I'd never heard of this place before, but it is apparently very popular, as this wide swath of gold was choked with people admiring the view.
It reminded me of the middle U.S.A., with its great endless fields of wheat and corn. Beautiful.Sampling Eeyore's favorite snack.

Monday, October 12, 2009

The chai at Freshness Burger is yummy, especially on a chilly fall evening. I miss this kind of creamy, frothy, non-authentic chai that can be found in most coffee shops back home so it's nice to find a tasty specimen.

Friday, October 09, 2009

That was fun.

In my part of town, it was damn blustery. And yesterday, this picture was plastered all over the news:

In Aichi prefecture, a bunch of shipping containers got blown to one side of the yard. This is no small feat. Have you seen the size of those things?

Way to go, gods. Nice temper tantrum. Maybe, since it's kannazuki (神無月), the gods drank too much sake at their meeting in Izumo and decided to blow off some steam.

Thursday, October 08, 2009

Been watching

movies lately. Part of the weather thing. I finally got around to watching Hula Girl. I'm late, I know, I know.
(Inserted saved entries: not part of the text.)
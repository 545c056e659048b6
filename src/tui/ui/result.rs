//! Current prediction card.

use ratatui::{
    layout::{Alignment, Rect},
    style::Modifier,
    text::{Line, Span},
    widgets::{Block, Borders, Paragraph, Wrap},
    Frame,
};

use crate::domain::PredictionRecord;
use crate::tui::styles::MedicalTheme;

/// Render the latest prediction, or a placeholder when none is set.
pub fn render_result(f: &mut Frame, area: Rect, current: Option<&PredictionRecord>) {
    match current {
        Some(record) => render_record(f, area, record),
        None => render_placeholder(f, area),
    }
}

fn render_record(f: &mut Frame, area: Rect, record: &PredictionRecord) {
    let label_style = MedicalTheme::label(record.label());

    let field = |name: &'static str, value: String| {
        Line::from(vec![
            Span::styled(format!("{name}: "), MedicalTheme::text_secondary()),
            Span::styled(value, MedicalTheme::text()),
        ])
    };

    let content = Paragraph::new(vec![
        Line::from(Span::styled(
            record.label().headline(),
            label_style.add_modifier(Modifier::BOLD),
        )),
        Line::from(""),
        field("Patient", record.patient_name().to_string()),
        field("Result", record.label().to_string()),
        field("Model Confidence", record.confidence_text()),
        field("Age", record.features().age.to_string()),
    ])
    .alignment(Alignment::Center)
    .wrap(Wrap { trim: true })
    .block(
        Block::default()
            .title(Span::styled(" Prediction ", MedicalTheme::subtitle()))
            .borders(Borders::ALL)
            .border_style(label_style),
    );

    f.render_widget(content, area);
}

fn render_placeholder(f: &mut Frame, area: Rect) {
    let content = Paragraph::new(vec![
        Line::from(""),
        Line::from(Span::styled(
            "Enter patient details and press Enter to predict diabetes risk",
            MedicalTheme::text_muted(),
        )),
    ])
    .alignment(Alignment::Center)
    .wrap(Wrap { trim: true })
    .block(
        Block::default()
            .title(Span::styled(" Prediction ", MedicalTheme::subtitle()))
            .borders(Borders::ALL)
            .border_style(MedicalTheme::border()),
    );

    f.render_widget(content, area);
}
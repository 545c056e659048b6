//! TUI module: Terminal User Interface using Ratatui.
//!
//! Provides the single-screen predictor:
//! - Patient name input and prediction history in the sidebar
//! - Health details form
//! - Latest prediction card

mod app;
mod styles;
mod ui;

pub use app::{App, StatusMessage};
pub use styles::MedicalTheme;
//! Session-scoped prediction history.

use super::prediction::PredictionRecord;

/// Number of records the history panel shows.
pub const DEFAULT_RECENT_LIMIT: usize = 10;

/// Append-only list of predictions in insertion order.
///
/// Storage is unbounded; truncation happens only when reading through
/// [`HistoryStore::recent`].
#[derive(Debug, Clone, Default)]
pub struct HistoryStore {
    records: Vec<PredictionRecord>,
}

impl HistoryStore {
    #[must_use]
    pub fn new() -> Self {
        Self::default()
    }

    /// Add a record at the end. No deduplication.
    pub fn append(&mut self, record: PredictionRecord) {
        self.records.push(record);
    }

    /// The last `n` records, newest first.
    #[must_use]
    pub fn recent(&self, n: usize) -> Vec<&PredictionRecord> {
        self.records.iter().rev().take(n).collect()
    }

    /// Most recently appended record.
    #[must_use]
    pub fn latest(&self) -> Option<&PredictionRecord> {
        self.records.last()
    }

    pub fn clear(&mut self) {
        self.records.clear();
    }

    #[must_use]
    pub fn len(&self) -> usize {
        self.records.len()
    }

    #[must_use]
    pub fn is_empty(&self) -> bool {
        self.records.is_empty()
    }
}

#[cfg(test)]
mod tests {
    use super::*;
    use crate::domain::{ClassificationResult, Label, PatientFeatures};

    fn record(name: &str) -> PredictionRecord {
        PredictionRecord::new(
            name,
            PatientFeatures::default(),
            ClassificationResult {
                label: Label::NonDiabetic,
                confidence: None,
            },
        )
    }

    fn names(records: &[&PredictionRecord]) -> Vec<String> {
        records.iter().map(|r| r.patient_name().to_string()).collect()
    }

    #[test]
    fn test_recent_is_newest_first() {
        let mut store = HistoryStore::new();
        for name in ["first", "second", "third"] {
            store.append(record(name));
        }

        assert_eq!(names(&store.recent(2)), vec!["third", "second"]);
        assert_eq!(names(&store.recent(10)), vec!["third", "second", "first"]);
        assert!(store.recent(0).is_empty());
        assert_eq!(store.latest().map(PredictionRecord::patient_name), Some("third"));
    }

    #[test]
    fn test_recent_is_idempotent() {
        let mut store = HistoryStore::new();
        store.append(record("a"));
        store.append(record("b"));

        let first: Vec<_> = store.recent(5).into_iter().cloned().collect();
        let second: Vec<_> = store.recent(5).into_iter().cloned().collect();
        assert_eq!(first, second);
    }

    #[test]
    fn test_storage_is_unbounded_and_keeps_duplicates() {
        let mut store = HistoryStore::new();
        for _ in 0..(DEFAULT_RECENT_LIMIT * 3) {
            store.append(record("same"));
        }
        assert_eq!(store.len(), 30);
        assert_eq!(store.recent(DEFAULT_RECENT_LIMIT).len(), DEFAULT_RECENT_LIMIT);
    }

    #[test]
    fn test_clear() {
        let mut store = HistoryStore::new();
        store.append(record("a"));
        store.clear();

        assert!(store.is_empty());
        assert!(store.recent(3).is_empty());
        assert!(store.latest().is_none());
    }
}
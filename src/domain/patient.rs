//! Patient feature types for diabetes risk classification.
//!
//! The schema is fixed: seven named attributes in the order the model
//! artifact was trained on.

use serde::{Deserialize, Serialize};

/// Number of features in the classifier input schema.
pub const FEATURE_COUNT: usize = 7;

/// Feature names in model input order.
pub const FEATURE_NAMES: [&str; FEATURE_COUNT] = [
    "age",
    "hypertension",
    "heart_disease",
    "bmi",
    "HbA1c_level",
    "blood_glucose_level",
    "smoking_history_former",
];

/// Inclusive input ranges, in the same order as [`FEATURE_NAMES`].
pub const FEATURE_RANGES: [(f64, f64); FEATURE_COUNT] = [
    (0.0, 120.0),
    (0.0, 1.0),
    (0.0, 1.0),
    (0.0, 100.0),
    (0.0, 20.0),
    (0.0, 500.0),
    (0.0, 1.0),
];

/// Clinical attributes of one patient, as captured by the input form.
#[derive(Debug, Clone, Copy, PartialEq, Serialize, Deserialize)]
pub struct PatientFeatures {
    /// Age in whole years (0-120)
    pub age: u8,

    /// Diagnosed hypertension
    pub hypertension: bool,

    /// Diagnosed heart disease
    pub heart_disease: bool,

    /// Body mass index (0-100)
    pub bmi: f64,

    /// Glycated haemoglobin in % (0-20)
    #[serde(rename = "HbA1c_level")]
    pub hba1c_level: f64,

    /// Blood glucose in mg/dL (0-500)
    pub blood_glucose_level: f64,

    /// Former smoker
    pub smoking_history_former: bool,
}

impl Default for PatientFeatures {
    /// Form defaults shown before the user edits anything.
    fn default() -> Self {
        Self {
            age: 30,
            hypertension: false,
            heart_disease: false,
            bmi: 25.0,
            hba1c_level: 5.5,
            blood_glucose_level: 100.0,
            smoking_history_former: false,
        }
    }
}

impl PatientFeatures {
    /// Flatten into the model's numeric row, flags encoded as 0/1.
    #[must_use]
    pub fn to_vector(&self) -> FeatureVector {
        FeatureVector([
            f64::from(self.age),
            flag(self.hypertension),
            flag(self.heart_disease),
            self.bmi,
            self.hba1c_level,
            self.blood_glucose_level,
            flag(self.smoking_history_former),
        ])
    }

    /// Build features from a numeric row in schema order.
    ///
    /// # Errors
    /// Returns an error if the row has the wrong length, a flag is not 0 or 1,
    /// or the age is not a whole number of years.
    pub fn from_values(values: &[f64]) -> Result<Self, String> {
        if values.len() != FEATURE_COUNT {
            return Err(format!(
                "Expected {} features, got {}",
                FEATURE_COUNT,
                values.len()
            ));
        }

        let age = values[0];
        if age.fract() != 0.0 || !(0.0..=f64::from(u8::MAX)).contains(&age) {
            return Err(format!("Age {age} must be a whole number of years"));
        }

        Ok(Self {
            age: age as u8,
            hypertension: parse_flag(FEATURE_NAMES[1], values[1])?,
            heart_disease: parse_flag(FEATURE_NAMES[2], values[2])?,
            bmi: values[3],
            hba1c_level: values[4],
            blood_glucose_level: values[5],
            smoking_history_former: parse_flag(FEATURE_NAMES[6], values[6])?,
        })
    }

    /// Validate that all features are within the form's ranges.
    ///
    /// # Errors
    /// Returns every violation found, one message per field.
    pub fn validate(&self) -> Result<(), Vec<String>> {
        let errors: Vec<String> = self
            .to_vector()
            .as_slice()
            .iter()
            .zip(FEATURE_NAMES.iter().zip(FEATURE_RANGES.iter()))
            .filter(|(value, (_, (min, max)))| !value.is_finite() || **value < *min || **value > *max)
            .map(|(value, (name, (min, max)))| {
                format!("{name} {value} out of range [{min}, {max}]")
            })
            .collect();

        if errors.is_empty() {
            Ok(())
        } else {
            Err(errors)
        }
    }
}

fn flag(value: bool) -> f64 {
    if value {
        1.0
    } else {
        0.0
    }
}

fn parse_flag(name: &str, value: f64) -> Result<bool, String> {
    if value == 0.0 {
        Ok(false)
    } else if value == 1.0 {
        Ok(true)
    } else {
        Err(format!("{name} {value} must be 0 or 1"))
    }
}

/// One model input row: the seven features in schema order.
#[derive(Debug, Clone, Copy, PartialEq)]
pub struct FeatureVector([f64; FEATURE_COUNT]);

impl FeatureVector {
    #[must_use]
    pub fn as_slice(&self) -> &[f64] {
        &self.0
    }

    /// Value of the feature at `index`, if it exists.
    #[must_use]
    pub fn get(&self, index: usize) -> Option<f64> {
        self.0.get(index).copied()
    }
}

impl From<[f64; FEATURE_COUNT]> for FeatureVector {
    fn from(values: [f64; FEATURE_COUNT]) -> Self {
        Self(values)
    }
}
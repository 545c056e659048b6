//! Classifier port: Trait for the pre-trained model.
//!
//! Abstracts the concrete artifact format from the application logic. Only
//! the two capabilities the application consumes are modelled: hard label
//! prediction, and an optional per-class probability estimate.

use crate::domain::FeatureVector;

/// Errors raised by a model while evaluating input rows.
#[derive(Debug, Clone, PartialEq, thiserror::Error)]
pub enum ClassifierError {
    #[error("Feature shape mismatch: expected {expected} values, got {actual}")]
    Shape { expected: usize, actual: usize },

    #[error("Non-finite value for feature {0}")]
    NonFinite(String),

    #[error("Model evaluation failed: {0}")]
    Evaluation(String),
}

/// A loaded binary classifier.
///
/// Implementations must be immutable after load: the same instance is shared
/// read-only by every session.
pub trait Classifier: Send + Sync {
    /// Predict the class (0 or 1) of every row.
    ///
    /// # Errors
    /// Returns `ClassifierError` if the model rejects a row.
    fn predict(&self, rows: &[FeatureVector]) -> Result<Vec<u8>, ClassifierError>;

    /// Probability capability, when the model supports it.
    ///
    /// Models that only ever emit hard labels return `None`.
    fn probability_estimator(&self) -> Option<&dyn ProbabilityEstimator> {
        None
    }

    /// Short human-readable description of the model.
    fn name(&self) -> &str;
}

/// Optional capability: per-class probabilities.
pub trait ProbabilityEstimator: Send + Sync {
    /// One probability row per input row, indexed by class.
    ///
    /// # Errors
    /// Returns `ClassifierError` if the model rejects a row.
    fn predict_proba(&self, rows: &[FeatureVector]) -> Result<Vec<Vec<f64>>, ClassifierError>;
}
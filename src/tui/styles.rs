//! Medical-themed color palette and styles.

use ratatui::style::{Color, Modifier, Style};

use crate::domain::Label;

/// Medical theme color palette.
pub struct MedicalTheme;

impl MedicalTheme {
    /// Sky blue - Primary color (header, focus)
    pub const PRIMARY: Color = Color::Rgb(79, 172, 254); // #4FACFE

    /// Cyan highlight for cursors and key hints
    pub const PRIMARY_LIGHT: Color = Color::Rgb(0, 242, 254); // #00F2FE

    /// Indigo accent for the intro card
    pub const ACCENT: Color = Color::Rgb(102, 126, 234); // #667EEA

    /// Light slate for borders
    pub const BORDER: Color = Color::Rgb(148, 163, 184); // #94A3B8

    /// Emerald - Non-diabetic result
    pub const SUCCESS: Color = Color::Rgb(16, 185, 129); // #10B981

    /// Amber - Diabetic result
    pub const WARNING: Color = Color::Rgb(251, 191, 36); // #FBBF24

    /// Rose - Errors
    pub const DANGER: Color = Color::Rgb(244, 63, 94); // #F43F5E

    /// History card background
    pub const BG_CARD: Color = Color::Rgb(31, 41, 51); // #1F2933

    pub const TEXT_PRIMARY: Color = Color::Rgb(229, 231, 235); // #E5E7EB
    pub const TEXT_SECONDARY: Color = Color::Rgb(148, 163, 184); // #94A3B8
    pub const TEXT_MUTED: Color = Color::Rgb(100, 116, 139); // #64748B

    #[must_use]
    pub fn title() -> Style {
        Style::default()
            .fg(Self::PRIMARY)
            .add_modifier(Modifier::BOLD)
    }

    #[must_use]
    pub fn subtitle() -> Style {
        Style::default()
            .fg(Self::ACCENT)
            .add_modifier(Modifier::BOLD)
    }

    #[must_use]
    pub fn text() -> Style {
        Style::default().fg(Self::TEXT_PRIMARY)
    }

    #[must_use]
    pub fn text_secondary() -> Style {
        Style::default().fg(Self::TEXT_SECONDARY)
    }

    #[must_use]
    pub fn text_muted() -> Style {
        Style::default().fg(Self::TEXT_MUTED)
    }

    #[must_use]
    pub fn danger() -> Style {
        Style::default().fg(Self::DANGER)
    }

    #[must_use]
    pub fn focused() -> Style {
        Style::default()
            .fg(Self::PRIMARY_LIGHT)
            .add_modifier(Modifier::BOLD)
    }

    #[must_use]
    pub fn cursor() -> Style {
        Style::default().fg(Self::PRIMARY_LIGHT)
    }

    #[must_use]
    pub fn border() -> Style {
        Style::default().fg(Self::BORDER)
    }

    #[must_use]
    pub fn border_focused() -> Style {
        Style::default().fg(Self::PRIMARY)
    }

    /// Background of one history entry
    #[must_use]
    pub fn history_card() -> Style {
        Style::default().fg(Self::TEXT_PRIMARY).bg(Self::BG_CARD)
    }

    #[must_use]
    pub fn key_hint() -> Style {
        Style::default()
            .fg(Self::PRIMARY_LIGHT)
            .add_modifier(Modifier::BOLD)
    }

    #[must_use]
    pub fn key_desc() -> Style {
        Style::default().fg(Self::TEXT_SECONDARY)
    }

    /// Color coding for a prediction label
    #[must_use]
    pub fn label(label: Label) -> Style {
        match label {
            Label::NonDiabetic => Style::default().fg(Self::SUCCESS),
            Label::Diabetic => Style::default().fg(Self::WARNING),
        }
    }
}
I just didn't bother because the title and cover makes it seem so fluffy and silly! But it was actually kind of good. I didn't know about the coal miners and the tar-paper shacks involved before watching it. It has the ever-adorable Yuu Aoi. I cried. But I cry a lot. Thankfully, these days, mostly when watching movies.
And I watched one called A Blue Automobile (青い車), with Aoi Miyazaki and Arata. OK, that doesn't mean that much to me because I don't keep up with the movie stars. But it was kind of dark and kind of funky. Good light. From 2004.
I made this cornbread tonight and I have more movies. Call me when the typhoon's blown past.

Wednesday, October 07, 2009

small and lovely

I am addicted to tiny happy.
(I adore Moomins too. The books are so good! They aren't just the cute characters that you see everywhere in Japan - the stories are really wonderful fairy tales, with excellent quality writing.)

Tuesday, October 06, 2009

Olympia Greek Restaurant

I've been spending lots of time near Kannai station in Yokohama lately. It's a pretty area, and there are many good shops and restaurants. I found this one randomly while looking for a dinner spot: Olympia. This Greek restaurant was homey and wooden inside, and felt like being in the hull of a boat. There were lots of things for me to eat: I got Greek salad, fried eggplant with garlic potatoes, spanokopita, and baklava. Yay for tasty veg choices! I also took the opportunity to nerd out and talk about mythology: Hera and Zeus and Achilles and my ...eponym? What's the opposite of namesake?

Sunday, October 04, 2009


This site has been threatening to go live for awhile, and it's finally up. I'm providing some content for it. The Mumbai page looks really interesting.

Friday, October 02, 2009

Snow Brand

Don't talk shit. Sometimes my neighborhood is the best.
This reminds me of this vending machine that was near my house when I was a kid, brightly colored soda pop in glass bottles, only ¥80 apiece. Vending machines are pretty cool, but with the whiz-bang pizazz that most machines have now, the older ones soon get shuffled off to the vending machine graveyard. Or probably they sell them to Malaysia and Thailand, which seems to be where JR trains go to retire.
Appetizing! (Click to enlarge, really, do.)

I promise I am going to go and see if this actually dispenses product. Next Tuesday.